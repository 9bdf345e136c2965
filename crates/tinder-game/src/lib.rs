//! Tinder Game - the simulations driven by the game loop
//!
//! - `Platformer` — side-scroller: walk, jump, avoid patrols, reach the goal
//! - `Runner` — lane runner: dodge obstacles, collect coins, speed ramps up
//! - `Camera` — horizontal follow offset clamped to the world
//! - `collision` — per-frame overlap queries for both variants
//! - `GameConfig` — TOML-backed tuning for every variant

pub mod camera;
pub mod collision;
pub mod config;
pub mod platformer;
pub mod runner;

pub use camera::Camera;
pub use config::{AudioConfig, CameraConfig, GameConfig, PlatformerConfig, RunnerConfig};
pub use platformer::{Platformer, PlatformerPlayer};
pub use runner::{EntityKind, Runner, RunnerEntity, RunnerPlayer};
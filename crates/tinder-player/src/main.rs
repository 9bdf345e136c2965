//! Tinder Player - Standalone game player binary
//!
//! Usage:
//!   tinder-player [--variant classic|sprint|runner] [--config <game.toml>] [--fullscreen]
//!   tinder-player --headless [--frames N] [--screenshot out.png]

use anyhow::{Context, Result};
use clap::Parser;
use std::path::PathBuf;
use tinder_core::Viewport;
use tinder_game::GameConfig;
use tinder_player::{run_headless, AnyGame, PlayerApp, Variant};
use tinder_render::SceneRenderer;
use winit::event_loop::{ControlFlow, EventLoop};

#[derive(Parser)]
#[command(name = "tinder-player")]
#[command(about = "Tinder game player - side-scrolling platformer and lane runner")]
struct Args {
    /// Game to play
    #[arg(long, value_enum, default_value_t = Variant::Classic)]
    variant: Variant,

    /// Path to a TOML game config
    #[arg(long)]
    config: Option<PathBuf>,

    /// Runner RNG seed (overrides the config)
    #[arg(long)]
    seed: Option<u64>,

    /// Launch in fullscreen mode
    #[arg(long)]
    fullscreen: bool,

    /// Run without a window, holding "right" for a fixed number of frames
    #[arg(long)]
    headless: bool,

    /// Frames to simulate in headless mode (60 per second)
    #[arg(long, default_value_t = 600)]
    frames: u32,

    /// Write a PNG of the last headless frame
    #[arg(long)]
    screenshot: Option<PathBuf>,
}

fn main() -> Result<()> {
    tracing_subscriber::fmt()
        .with_env_filter(
            tracing_subscriber::EnvFilter::try_from_default_env()
                .unwrap_or_else(|_| tracing_subscriber::EnvFilter::new("info")),
        )
        .init();

    let args = Args::parse();

    let mut config = match &args.config {
        Some(path) => GameConfig::load(path)
            .with_context(|| format!("Failed to load config {}", path.display()))?,
        None => GameConfig::default(),
    }
    .sanitized();
    if let Some(seed) = args.seed {
        config.runner.seed = seed;
    }

    if args.headless {
        let mut game = AnyGame::new(args.variant, &config, Viewport::default());
        let mut renderer = SceneRenderer::new();
        let report = run_headless(
            &mut game,
            &mut renderer,
            args.frames,
            args.screenshot.as_deref(),
        )
        .context("Headless run failed")?;
        println!(
            "{:?}: {} frames, {} {}",
            args.variant,
            report.frames,
            report.hud.clock,
            match report.outcome {
                Some(outcome) => format!("{:?}", outcome),
                None => "still running".to_string(),
            }
        );
        return Ok(());
    }

    println!("Controls:");
    println!("  Enter          - Start");
    println!("  Left/Right A/D - Move");
    println!("  Space/Up/W     - Jump");
    println!("  Up/Down W/S    - Change lane (runner)");
    println!("  R              - Restart after a round");
    println!("  F11            - Toggle fullscreen");
    println!("  Escape         - Exit");

    let event_loop = EventLoop::new()?;
    event_loop.set_control_flow(ControlFlow::Wait);

    let mut app = PlayerApp::new(args.variant, &config, args.fullscreen);
    event_loop.run_app(&mut app)?;

    Ok(())
}
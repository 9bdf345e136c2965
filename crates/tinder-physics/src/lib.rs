//! Tinder Physics - 2D platformer kinematics
//!
//! Provides the per-frame movement rules shared by the platformer variants:
//! - `Body` / `step_body` — walk, friction, jump, gravity, floor and world clamp
//! - `MovementParams` — tunable constants for the integrator
//! - `Patrol` — enemy that sweeps back and forth between two x bounds

pub mod body;
pub mod patrol;

pub use body::{step_body, Body, Bounds, MoveInput, MovementParams, StepOutcome};
pub use patrol::Patrol;
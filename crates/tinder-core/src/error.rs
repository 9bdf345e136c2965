//! Error types for Tinder

use thiserror::Error;

/// The main error type for Tinder operations
#[derive(Debug, Error)]
pub enum TinderError {
    #[error("IO error: {0}")]
    Io(#[from] std::io::Error),

    #[error("TOML parse error: {0}")]
    TomlParse(String),

    #[error("Audio error: {0}")]
    Audio(String),

    #[error("Render error: {0}")]
    Render(String),
}

/// Result type alias for Tinder operations
pub type Result<T> = std::result::Result<T, TinderError>;

impl From<toml::de::Error> for TinderError {
    fn from(err: toml::de::Error) -> Self {
        TinderError::TomlParse(err.to_string())
    }
}

#[cfg(test)]
mod tests {
    use super::*;

    #[test]
    fn test_toml_errors_convert() {
        let err: TinderError = toml::from_str::<toml::Table>("key = ")
            .map_err(TinderError::from)
            .unwrap_err();
        assert!(matches!(err, TinderError::TomlParse(_)));
        assert!(err.to_string().starts_with("TOML parse error"));
    }

    #[test]
    fn test_io_errors_convert() {
        let io = std::io::Error::new(std::io::ErrorKind::NotFound, "missing");
        let err = TinderError::from(io);
        assert_eq!(err.to_string(), "IO error: missing");
    }
}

------------------------

* What you are asked to do: Count how many lines above hold the word "EnvFilter", then reply with that number alone.

* Written answer: 2